By Audrey Richardson
Special To The Standard
As the projects pile up, the Town of Woodstock estimates 2.4 million dollars in expense and over 10,000 hours in labor for Tropical Storm Irene repairs. “We are paying bills everyday,” said Town Manager Phil Swanson.
In order to pay for the damages caused, the town of Woodstock took out a three million dollar line of credit from Lake Sunapee Bank at a .5 percent interest rate. “They wanted to help and they gave us the best rate,” said Swanson about Lake Sunapee Bank. The town does not expect to have to pay the whole amount as everyone waits patiently for FEMA to begin their reimbursement process,” said Swanson.
“We have just started receiving money back on four different projects. We are further ahead than anyone I know,” said Swanson about the $100,000 FEMA has contributed so far.
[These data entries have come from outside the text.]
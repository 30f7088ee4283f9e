//! # Project Token Contract
//!
//! A fungible ledger of forward-claim units for one approved project. The
//! registry issues one at approval time with the full proposed supply
//! minted to the administrator's custody; from then on it behaves like any
//! delegated-allowance token:
//!
//! - `transfer` / `transfer_from` move units, the latter against an allowance.
//! - `approve` / `increase_allowance` / `decrease_allowance` manage allowances.
//! - `mint` (administrator only) and `burn` / `burn_from` change supply.
//! - `pause` / `unpause` (administrator only) gate every balance-affecting
//!   operation. Allowance management stays open while paused.
//!
//! `burn_from` is how a redemption vault destroys a holder's units: the
//! holder approves the vault first, and the vault can never burn more than
//! that allowance.
//!
//! ## Invariant
//!
//! The sum of all balances equals `total_supply` after every operation,
//! successful or not. Every operation validates fully before it mutates.

use chrono::{DateTime, Utc};
use offtake_protocol::config::{MAX_NAME_LENGTH, MAX_SYMBOL_LENGTH, PROJECT_TOKEN_DECIMALS};
use offtake_protocol::error::ErrorKind;
use offtake_protocol::identity::{Address, AddressKind};
use offtake_protocol::ledger::{AllowanceTable, BalanceSheet, LedgerError};
use thiserror::Error;
use tracing::{debug, info, warn};

use crate::events::TokenEvent;

// ---------------------------------------------------------------------------
// Errors
// ---------------------------------------------------------------------------

/// Errors that can occur during project token operations.
#[derive(Debug, Clone, PartialEq, Eq, Error)]
pub enum TokenError {
    /// A balance or allowance check failed.
    #[error(transparent)]
    Ledger(#[from] LedgerError),

    /// The amount must be greater than zero.
    #[error("amount must be greater than zero")]
    ZeroAmount,

    /// The token name is empty or exceeds the length limit.
    #[error("invalid token name: {0}")]
    InvalidName(String),

    /// The ticker symbol is empty or exceeds the length limit.
    #[error("invalid token symbol: {0}")]
    InvalidSymbol(String),

    /// The caller is not the token administrator.
    #[error("unauthorized: {caller} is not the administrator of this token")]
    Unauthorized {
        /// The rejected caller.
        caller: Address,
    },

    /// Balance-affecting operations are suspended.
    #[error("token {0} is paused")]
    Paused(Address),

    /// `pause` on a paused token, or `unpause` on a live one.
    #[error("token is already {0}")]
    PauseUnchanged(&'static str),

    /// Minting would overflow the total supply.
    #[error("supply overflow: minting {amount} would exceed u128::MAX")]
    SupplyOverflow {
        /// The amount that was attempted.
        amount: u128,
    },

    /// Raising an allowance would overflow.
    #[error("allowance overflow")]
    AllowanceOverflow,
}

impl TokenError {
    /// The category of this failure.
    pub fn kind(&self) -> ErrorKind {
        match self {
            TokenError::Ledger(_) => ErrorKind::Arithmetic,
            TokenError::ZeroAmount | TokenError::InvalidName(_) | TokenError::InvalidSymbol(_) => {
                ErrorKind::Validation
            }
            TokenError::Unauthorized { .. } => ErrorKind::Authorization,
            TokenError::Paused(_) | TokenError::PauseUnchanged(_) => ErrorKind::Lifecycle,
            TokenError::SupplyOverflow { .. } | TokenError::AllowanceOverflow => {
                ErrorKind::Arithmetic
            }
        }
    }
}

// ---------------------------------------------------------------------------
// ProjectToken
// ---------------------------------------------------------------------------

/// The forward-claim ledger of one project.
#[derive(Debug, Clone)]
pub struct ProjectToken {
    pub(crate) address: Address,
    pub(crate) name: String,
    pub(crate) symbol: String,
    pub(crate) decimals: u8,
    pub(crate) admin: Address,
    pub(crate) balances: BalanceSheet,
    pub(crate) allowances: AllowanceTable,
    pub(crate) total_supply: u128,
    pub(crate) paused: bool,
    pub(crate) created_at: DateTime<Utc>,
    pub(crate) events: Vec<TokenEvent>,
}

impl ProjectToken {
    /// Creates an empty token at a freshly generated `tok_` address.
    ///
    /// # Errors
    ///
    /// Returns [`TokenError::InvalidName`] or [`TokenError::InvalidSymbol`] if
    /// either is blank or too long.
    pub fn new(
        name: impl Into<String>,
        symbol: impl Into<String>,
        admin: Address,
    ) -> Result<Self, TokenError> {
        let name = name.into();
        let symbol = symbol.into();
        if name.trim().is_empty() || name.len() > MAX_NAME_LENGTH {
            return Err(TokenError::InvalidName(name));
        }
        if symbol.trim().is_empty() || symbol.len() > MAX_SYMBOL_LENGTH {
            return Err(TokenError::InvalidSymbol(symbol));
        }
        Ok(Self {
            address: Address::generate(AddressKind::Token),
            name,
            symbol,
            decimals: PROJECT_TOKEN_DECIMALS,
            admin,
            balances: BalanceSheet::new(),
            allowances: AllowanceTable::new(),
            total_supply: 0,
            paused: false,
            created_at: Utc::now(),
            events: Vec::new(),
        })
    }

    /// Creates a token and mints `initial_supply` to `custody`.
    pub fn issue(
        name: impl Into<String>,
        symbol: impl Into<String>,
        admin: Address,
        custody: &Address,
        initial_supply: u128,
    ) -> Result<Self, TokenError> {
        let mut token = Self::new(name, symbol, admin)?;
        let admin = token.admin.clone();
        token.mint(&admin, custody, initial_supply)?;
        Ok(token)
    }

    // -- Queries ------------------------------------------------------------

    pub fn address(&self) -> &Address {
        &self.address
    }

    pub fn name(&self) -> &str {
        &self.name
    }

    pub fn symbol(&self) -> &str {
        &self.symbol
    }

    pub fn decimals(&self) -> u8 {
        self.decimals
    }

    pub fn admin(&self) -> &Address {
        &self.admin
    }

    pub fn total_supply(&self) -> u128 {
        self.total_supply
    }

    pub fn is_paused(&self) -> bool {
        self.paused
    }

    pub fn created_at(&self) -> DateTime<Utc> {
        self.created_at
    }

    pub fn balance_of(&self, holder: &Address) -> u128 {
        self.balances.balance_of(holder)
    }

    pub fn allowance(&self, owner: &Address, spender: &Address) -> u128 {
        self.allowances.allowance(owner, spender)
    }

    /// Number of addresses holding a non-zero balance.
    pub fn holder_count(&self) -> usize {
        self.balances.holder_count()
    }

    /// Takes every event recorded since the last drain.
    pub fn drain_events(&mut self) -> Vec<TokenEvent> {
        std::mem::take(&mut self.events)
    }

    // -- Transfers ----------------------------------------------------------

    /// Moves `amount` from the caller to `to`.
    pub fn transfer(&mut self, caller: &Address, to: &Address, amount: u128) -> Result<(), TokenError> {
        self.ensure_live(amount)?;
        self.balances.transfer(caller, to, amount)?;
        debug!(token = %self.address, from = %caller, %to, amount, "transfer");
        self.events.push(TokenEvent::Transfer {
            from: caller.clone(),
            to: to.clone(),
            amount,
        });
        Ok(())
    }

    /// Moves `amount` from `from` to `to`, spending the allowance `from`
    /// granted the caller.
    pub fn transfer_from(
        &mut self,
        caller: &Address,
        from: &Address,
        to: &Address,
        amount: u128,
    ) -> Result<(), TokenError> {
        self.ensure_live(amount)?;
        self.allowances.ensure_allowed(from, caller, amount)?;
        self.balances.transfer(from, to, amount)?;
        self.allowances.spend(from, caller, amount)?;
        debug!(token = %self.address, spender = %caller, %from, %to, amount, "transfer_from");
        self.events.push(TokenEvent::Transfer {
            from: from.clone(),
            to: to.clone(),
            amount,
        });
        Ok(())
    }

    // -- Allowances ---------------------------------------------------------

    /// Sets the allowance the caller grants `spender`. Zero revokes.
    pub fn approve(&mut self, caller: &Address, spender: &Address, amount: u128) -> Result<(), TokenError> {
        self.allowances.set(caller, spender, amount);
        debug!(token = %self.address, owner = %caller, %spender, amount, "approve");
        self.events.push(TokenEvent::Approval {
            owner: caller.clone(),
            spender: spender.clone(),
            amount,
        });
        Ok(())
    }

    /// Raises the caller's allowance for `spender` by `added`.
    pub fn increase_allowance(
        &mut self,
        caller: &Address,
        spender: &Address,
        added: u128,
    ) -> Result<u128, TokenError> {
        let updated = self
            .allowance(caller, spender)
            .checked_add(added)
            .ok_or(TokenError::AllowanceOverflow)?;
        self.approve(caller, spender, updated)?;
        Ok(updated)
    }

    /// Lowers the caller's allowance for `spender` by `subtracted`.
    pub fn decrease_allowance(
        &mut self,
        caller: &Address,
        spender: &Address,
        subtracted: u128,
    ) -> Result<u128, TokenError> {
        self.allowances.ensure_allowed(caller, spender, subtracted)?;
        let updated = self.allowance(caller, spender) - subtracted;
        self.approve(caller, spender, updated)?;
        Ok(updated)
    }

    // -- Supply -------------------------------------------------------------

    /// Creates `amount` new units for `to`. Administrator only.
    pub fn mint(&mut self, caller: &Address, to: &Address, amount: u128) -> Result<(), TokenError> {
        self.ensure_admin(caller)?;
        self.ensure_live(amount)?;
        let supply = self
            .total_supply
            .checked_add(amount)
            .ok_or(TokenError::SupplyOverflow { amount })?;
        self.balances.credit(to, amount)?;
        self.total_supply = supply;
        info!(token = %self.address, %to, amount, total_supply = supply, "minted");
        self.events.push(TokenEvent::Mint {
            to: to.clone(),
            amount,
        });
        Ok(())
    }

    /// Destroys `amount` of the caller's own units.
    pub fn burn(&mut self, caller: &Address, amount: u128) -> Result<(), TokenError> {
        self.ensure_live(amount)?;
        self.balances.debit(caller, amount)?;
        self.total_supply -= amount;
        debug!(token = %self.address, holder = %caller, amount, "burn");
        self.events.push(TokenEvent::Burn {
            from: caller.clone(),
            by: caller.clone(),
            amount,
        });
        Ok(())
    }

    /// Validates a `burn_from` without performing it.
    pub fn check_burn_from(&self, caller: &Address, holder: &Address, amount: u128) -> Result<(), TokenError> {
        self.ensure_live(amount)?;
        self.allowances.ensure_allowed(holder, caller, amount)?;
        self.balances.ensure_available(holder, amount)?;
        Ok(())
    }

    /// Destroys `amount` of `holder`'s units, spending the allowance
    /// `holder` granted the caller.
    pub fn burn_from(&mut self, caller: &Address, holder: &Address, amount: u128) -> Result<(), TokenError> {
        self.check_burn_from(caller, holder, amount)?;
        self.balances.debit(holder, amount)?;
        self.allowances.spend(holder, caller, amount)?;
        self.total_supply -= amount;
        debug!(token = %self.address, %holder, spender = %caller, amount, "burn_from");
        self.events.push(TokenEvent::Burn {
            from: holder.clone(),
            by: caller.clone(),
            amount,
        });
        Ok(())
    }

    /// Reverses the most recent successful `burn_from(caller, holder, amount)`.
    ///
    /// Only the redemption vault calls this, when the payout leg of a swap
    /// fails after the burn leg already went through.
    pub(crate) fn undo_burn_from(
        &mut self,
        caller: &Address,
        holder: &Address,
        amount: u128,
    ) -> Result<(), TokenError> {
        let supply = self
            .total_supply
            .checked_add(amount)
            .ok_or(TokenError::SupplyOverflow { amount })?;
        let allowance = self
            .allowance(holder, caller)
            .checked_add(amount)
            .ok_or(TokenError::AllowanceOverflow)?;
        self.balances.credit(holder, amount)?;
        self.allowances.set(holder, caller, allowance);
        self.total_supply = supply;

        let burned = TokenEvent::Burn {
            from: holder.clone(),
            by: caller.clone(),
            amount,
        };
        if let Some(pos) = self.events.iter().rposition(|e| *e == burned) {
            self.events.remove(pos);
        }
        Ok(())
    }

    // -- Administration -----------------------------------------------------

    /// Suspends transfers, mints and burns. Administrator only.
    pub fn pause(&mut self, caller: &Address) -> Result<(), TokenError> {
        self.ensure_admin(caller)?;
        if self.paused {
            return Err(TokenError::PauseUnchanged("paused"));
        }
        self.paused = true;
        info!(token = %self.address, by = %caller, "token paused");
        self.events.push(TokenEvent::Paused { by: caller.clone() });
        Ok(())
    }

    /// Resumes balance-affecting operations. Administrator only.
    pub fn unpause(&mut self, caller: &Address) -> Result<(), TokenError> {
        self.ensure_admin(caller)?;
        if !self.paused {
            return Err(TokenError::PauseUnchanged("unpaused"));
        }
        self.paused = false;
        info!(token = %self.address, by = %caller, "token unpaused");
        self.events.push(TokenEvent::Unpaused { by: caller.clone() });
        Ok(())
    }

    /// Hands the administrator role to `new_admin`. The caller loses it
    /// immediately.
    pub fn transfer_admin(&mut self, caller: &Address, new_admin: Address) -> Result<(), TokenError> {
        self.ensure_admin(caller)?;
        self.reassign_admin(new_admin);
        Ok(())
    }

    pub(crate) fn reassign_admin(&mut self, new_admin: Address) {
        let previous = std::mem::replace(&mut self.admin, new_admin);
        info!(token = %self.address, %previous, new = %self.admin, "token admin transferred");
        self.events.push(TokenEvent::AdminTransferred {
            previous,
            new: self.admin.clone(),
        });
    }

    fn ensure_admin(&self, caller: &Address) -> Result<(), TokenError> {
        if caller != &self.admin {
            warn!(token = %self.address, %caller, "rejected privileged token call");
            return Err(TokenError::Unauthorized {
                caller: caller.clone(),
            });
        }
        Ok(())
    }

    fn ensure_live(&self, amount: u128) -> Result<(), TokenError> {
        if self.paused {
            return Err(TokenError::Paused(self.address.clone()));
        }
        if amount == 0 {
            return Err(TokenError::ZeroAmount);
        }
        Ok(())
    }
}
Swanson said that he expects that FEMA will kick in 75 percent of the total cost to repair the widespread damage and the state will contribute 15 percent, leaving the town with 10 percent. At this point, the town has submitted over 1.3 million dollars in projects to be approved by FEMA. When all is said and done, Swanson hopes that Woodstock will be responsible for less than one million dollars at which point the town would take out a long-term bond and as Swanson said, stretch it out over 20 years. Swanson believes that this would result in a one-cent tax increase for everyone.
The town of Woodstock has over 100 repair projects going on and among the largest, is the Taftsville Bridge. The Bridge was in need of repair before the storm hit and was in line for a state reconstruction grant. Deadline on bidding for the bridge was planned for the day after Irene hit. Now the Bridge is up to $750,000 in repairs and Swanson estimates that the bridge will be going out for construction bids again in March.
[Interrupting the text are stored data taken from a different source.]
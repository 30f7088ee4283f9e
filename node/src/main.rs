// Copyright (c) 2026 ALAS Technology. MIT License.
// See LICENSE for details.

//! # Offtake Node
//!
//! Entry point for the `offtake-node` binary. Parses CLI arguments,
//! initializes logging and metrics, loads the persisted registry, and serves
//! the HTTP API.
//!
//! The binary supports four subcommands:
//!
//! - `run`    : serve the discovery API, the JSON-RPC gateway and metrics
//! - `init`   : create a data directory holding an empty registry
//! - `inspect`: list the projects persisted in a data directory
//! - `version`: print build version information

mod api;
mod cli;
mod deployment;
mod logging;
mod metrics;
mod rpc;

use anyhow::{Context, Result};
use clap::Parser;
use std::path::Path;
use std::sync::Arc;
use tokio::signal;

use offtake_contracts::{ProjectStatus, RegistryStore};
use offtake_protocol::identity::Address;
use offtake_protocol::ledger::SettlementAsset;
use offtake_protocol::math::format_units;
use offtake_protocol::storage::OfftakeDB;

use cli::{Commands, OfftakeNodeCli};
use deployment::Deployment;
use logging::LogFormat;
use metrics::NodeMetrics;

#[tokio::main]
async fn main() -> Result<()> {
    let cli = OfftakeNodeCli::parse();

    match cli.command {
        Commands::Run(args) => run_node(args, cli.log_format).await,
        Commands::Init(args) => init_node(args, cli.log_format),
        Commands::Inspect(args) => inspect(args),
        Commands::Version => {
            print_version();
            Ok(())
        }
    }
}

/// Opens (creating if needed) the registry database under `data_dir`.
fn open_store(data_dir: &Path) -> Result<RegistryStore> {
    let db_path = data_dir.join("db");
    std::fs::create_dir_all(&db_path)
        .with_context(|| format!("failed to create database directory: {}", db_path.display()))?;
    let db = OfftakeDB::open(&db_path)
        .with_context(|| format!("failed to open database at {}", db_path.display()))?;
    tracing::info!(path = %db_path.display(), "database opened");
    Ok(RegistryStore::new(db))
}

/// Starts the node: API server and metrics endpoint.
async fn run_node(args: cli::RunArgs, log_format: LogFormat) -> Result<()> {
    logging::init_logging(logging::DEFAULT_FILTER, log_format);

    tracing::info!(
        api_port = args.api_port,
        metrics_port = args.metrics_port,
        data_dir = %args.data_dir.display(),
        "starting offtake-node"
    );

    // --- Registry ---
    let store = open_store(&args.data_dir)?;
    let deployment = match Deployment::load(store.clone()).context("failed to load registry")? {
        Some(deployment) => {
            if args.admin.is_some() {
                tracing::warn!("registry already initialized, ignoring --admin");
            }
            deployment
        }
        None => {
            let admin = args
                .admin
                .context("no registry in the data directory: pass --admin or run `offtake-node init`")?;
            let admin = Address::new(admin).context("invalid --admin")?;
            Deployment::initialize(store, admin).context("failed to initialize registry")?
        }
    };
    tracing::info!(
        admin = %deployment.registry().admin(),
        projects = deployment.registry().project_count(),
        "registry ready"
    );

    // --- Metrics ---
    let node_metrics = Arc::new(NodeMetrics::new().context("failed to register metrics")?);

    // --- Application state ---
    let app_state = api::AppState::new(
        format!(
            "{} (protocol {})",
            env!("CARGO_PKG_VERSION"),
            offtake_protocol::config::PROTOCOL_VERSION,
        ),
        deployment,
        Arc::clone(&node_metrics),
    );

    // --- API server ---
    let api_router = api::create_router(app_state);
    let api_addr = format!("0.0.0.0:{}", args.api_port);
    let api_listener = tokio::net::TcpListener::bind(&api_addr)
        .await
        .with_context(|| format!("failed to bind API listener on {}", api_addr))?;
    tracing::info!("API server listening on {}", api_addr);

    // --- Metrics server ---
    let metrics_router = axum::Router::new()
        .route("/metrics", axum::routing::get(metrics::metrics_handler))
        .with_state(Arc::clone(&node_metrics));
    let metrics_addr = format!("0.0.0.0:{}", args.metrics_port);
    let metrics_listener = tokio::net::TcpListener::bind(&metrics_addr)
        .await
        .with_context(|| format!("failed to bind metrics listener on {}", metrics_addr))?;
    tracing::info!("Metrics server listening on {}", metrics_addr);

    // --- Serve ---
    tokio::select! {
        res = axum::serve(api_listener, api_router) => {
            if let Err(e) = res {
                tracing::error!("API server error: {}", e);
            }
        }
        res = axum::serve(metrics_listener, metrics_router) => {
            if let Err(e) = res {
                tracing::error!("Metrics server error: {}", e);
            }
        }
        _ = shutdown_signal() => {
            tracing::info!("shutdown signal received");
        }
    }

    tracing::info!("offtake-node stopped");
    Ok(())
}

/// Creates the data directory and an empty registry administered by
/// `--admin`. Refuses to touch an already initialized directory.
fn init_node(args: cli::InitArgs, log_format: LogFormat) -> Result<()> {
    logging::init_logging("offtake_node=info,offtake_contracts=info", log_format);

    let admin = Address::new(args.admin).context("invalid --admin")?;
    let data_dir = &args.data_dir;
    tracing::info!(data_dir = %data_dir.display(), admin = %admin, "initializing node");

    let store = open_store(data_dir)?;
    if store.is_initialized().context("failed to read registry header")? {
        anyhow::bail!("{} already holds a registry", data_dir.display());
    }
    let deployment = Deployment::initialize(store, admin).context("failed to initialize registry")?;

    println!("Node initialized successfully.");
    println!("  Data directory : {}", data_dir.display());
    println!("  Administrator  : {}", deployment.registry().admin());

    Ok(())
}

/// Prints the persisted projects of a data directory. Read-only.
fn inspect(args: cli::InspectArgs) -> Result<()> {
    let filter = args
        .status
        .as_deref()
        .map(str::parse::<ProjectStatus>)
        .transpose()
        .map_err(anyhow::Error::msg)?;

    if !args.data_dir.join("db").exists() {
        anyhow::bail!("{} holds no registry database", args.data_dir.display());
    }
    let store = open_store(&args.data_dir)?;
    let deployment = Deployment::load(store)
        .context("failed to load registry")?
        .with_context(|| format!("{} holds no registry", args.data_dir.display()))?;
    let registry = deployment.registry();

    println!("Administrator: {}", registry.admin());
    println!("Projects:      {}", registry.project_count());
    for project in registry
        .projects()
        .filter(|p| filter.map_or(true, |s| p.status == s))
    {
        println!();
        println!("#{} {} ({}) [{}]", project.id, project.name, project.symbol, project.status);
        println!("  developer : {}", project.developer);
        if let Ok(token) = registry.token(project.id) {
            println!(
                "  token     : {} supply {}{}",
                token.address(),
                format_units(token.total_supply(), token.decimals()),
                if token.is_paused() { " [paused]" } else { "" },
            );
        }
        if let Ok(vault) = registry.vault(project.id) {
            println!(
                "  vault     : {} {} rate {} redeemed {} in {} swaps{}",
                vault.address(),
                vault.status(),
                vault.rate(),
                vault.total_redeemed(),
                vault.swap_count(),
                if vault.is_paused() { " [paused]" } else { "" },
            );
        }
    }
    for ledger in deployment.settlements() {
        println!();
        println!(
            "Settlement {} {} issued by {}, supply {}",
            ledger.symbol(),
            ledger.address(),
            ledger.issuer(),
            ledger.total_supply(),
        );
    }
    Ok(())
}

/// Prints version information to stdout.
fn print_version() {
    println!("offtake-node {}", env!("CARGO_PKG_VERSION"));
    println!("protocol     {}", offtake_protocol::config::PROTOCOL_VERSION);
    println!("rustc        {}", rustc_version());
}

/// Returns the Rust compiler version used to build this binary.
fn rustc_version() -> &'static str {
    option_env!("RUSTC_VERSION").unwrap_or("unknown")
}

/// Waits for SIGINT (Ctrl+C) or SIGTERM, whichever comes first.
///
/// On non-Unix platforms, only Ctrl+C is supported.
async fn shutdown_signal() {
    let ctrl_c = async {
        if let Err(e) = signal::ctrl_c().await {
            tracing::error!("failed to listen for Ctrl+C: {}", e);
            std::future::pending::<()>().await;
        }
    };

    #[cfg(unix)]
    let terminate = async {
        match signal::unix::signal(signal::unix::SignalKind::terminate()) {
            Ok(mut sigterm) => {
                sigterm.recv().await;
            }
            Err(e) => {
                tracing::error!("failed to install SIGTERM handler: {}", e);
                std::future::pending::<()>().await;
            }
        }
    };

    #[cfg(not(unix))]
    let terminate = std::future::pending::<()>();

    tokio::select! {
        _ = ctrl_c => {}
        _ = terminate => {}
    }
}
“The damage is significant and widespread and we are getting into real expensive stuff like bridges,” said Swanson about the projects at hand. Other difficult areas for the town of Woodstock are roads like Curtis Hollow Road which has had 23 different work sites.
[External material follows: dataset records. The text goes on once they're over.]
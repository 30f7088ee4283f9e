//! # CLI Interface
//!
//! Defines the command-line argument structure for `offtake-node` using
//! `clap` derive. Supports four subcommands: `run`, `init`, `inspect`,
//! and `version`.

use clap::{Parser, Subcommand};
use std::path::PathBuf;

use offtake_protocol::config::{DEFAULT_API_PORT, DEFAULT_DATA_DIR, DEFAULT_METRICS_PORT};

use crate::logging::LogFormat;

/// Offtake node.
///
/// Hosts a project registry with its tokens and redemption vaults, persists
/// them to a local sled database, serves the discovery API and the JSON-RPC
/// operation gateway, and exposes Prometheus metrics.
#[derive(Parser, Debug)]
#[command(
    name = "offtake-node",
    about = "Offtake project registry and redemption node",
    version,
    propagate_version = true
)]
pub struct OfftakeNodeCli {
    /// Log output format.
    #[arg(
        long,
        global = true,
        value_enum,
        env = "OFFTAKE_LOG_FORMAT",
        default_value_t = LogFormat::Pretty
    )]
    pub log_format: LogFormat,

    /// Subcommand to execute.
    #[command(subcommand)]
    pub command: Commands,
}

/// Top-level subcommands for the offtake node binary.
#[derive(Subcommand, Debug)]
pub enum Commands {
    /// Start the node and serve the API.
    Run(RunArgs),
    /// Initialize a data directory with an empty registry and its
    /// administrator.
    Init(InitArgs),
    /// List the projects persisted in a data directory without starting
    /// the node.
    Inspect(InspectArgs),
    /// Print version information and exit.
    Version,
}

/// Arguments for the `run` subcommand.
#[derive(Parser, Debug)]
pub struct RunArgs {
    /// Path to the node data directory holding the registry database.
    ///
    /// Created on first run if it does not exist.
    #[arg(long, short = 'd', env = "OFFTAKE_DATA_DIR", default_value = DEFAULT_DATA_DIR)]
    pub data_dir: PathBuf,

    /// Port for the REST and JSON-RPC API.
    #[arg(long, env = "OFFTAKE_API_PORT", default_value_t = DEFAULT_API_PORT)]
    pub api_port: u16,

    /// Port for the Prometheus metrics endpoint.
    #[arg(long, env = "OFFTAKE_METRICS_PORT", default_value_t = DEFAULT_METRICS_PORT)]
    pub metrics_port: u16,

    /// Registry administrator, used only when the data directory holds no
    /// registry yet. Ignored for an initialized directory.
    #[arg(long, env = "OFFTAKE_ADMIN")]
    pub admin: Option<String>,
}

/// Arguments for the `init` subcommand.
#[derive(Parser, Debug)]
pub struct InitArgs {
    /// Path to the data directory to initialize.
    #[arg(long, short = 'd', env = "OFFTAKE_DATA_DIR", default_value = DEFAULT_DATA_DIR)]
    pub data_dir: PathBuf,

    /// Registry administrator address.
    #[arg(long, env = "OFFTAKE_ADMIN")]
    pub admin: String,
}

/// Arguments for the `inspect` subcommand.
#[derive(Parser, Debug)]
pub struct InspectArgs {
    /// Path to the data directory to read.
    #[arg(long, short = 'd', env = "OFFTAKE_DATA_DIR", default_value = DEFAULT_DATA_DIR)]
    pub data_dir: PathBuf,

    /// Only list projects in this status (pending, approved, denied).
    #[arg(long)]
    pub status: Option<String>,
}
The town opted not to repair the Holt Iron Bridge in West Woodstock and is considering putting the FEMA monies towards a public need such as new gear for the town’s firefighters. At the last selectboard meeting on January 5, Swanson explained that in some cases when a town decides not to do a particular project that qualifies for FEMA coverage they can use it for other qualifying public needs. At this meeting Swanson mentioned that the current fire gear is now 10 years old and at the end of its useful life.
“Everyone has done an amazing job as a community and we are trying to help everyone that can be helped,” said Swanson about post Irene Woodstock. Swanson does not know when or if all the funds he is expecting from FEMA will arrive, but he is hopeful saying he thinks it will “go pretty quick.” Swanson added, “The FEMA guys are stretched pretty thin with the whole state and we have been very pleased with FEMA.” At this time the town of Woodstock is processing 15-20 projects a week and one by one, restoring Woodstock to the place it once was.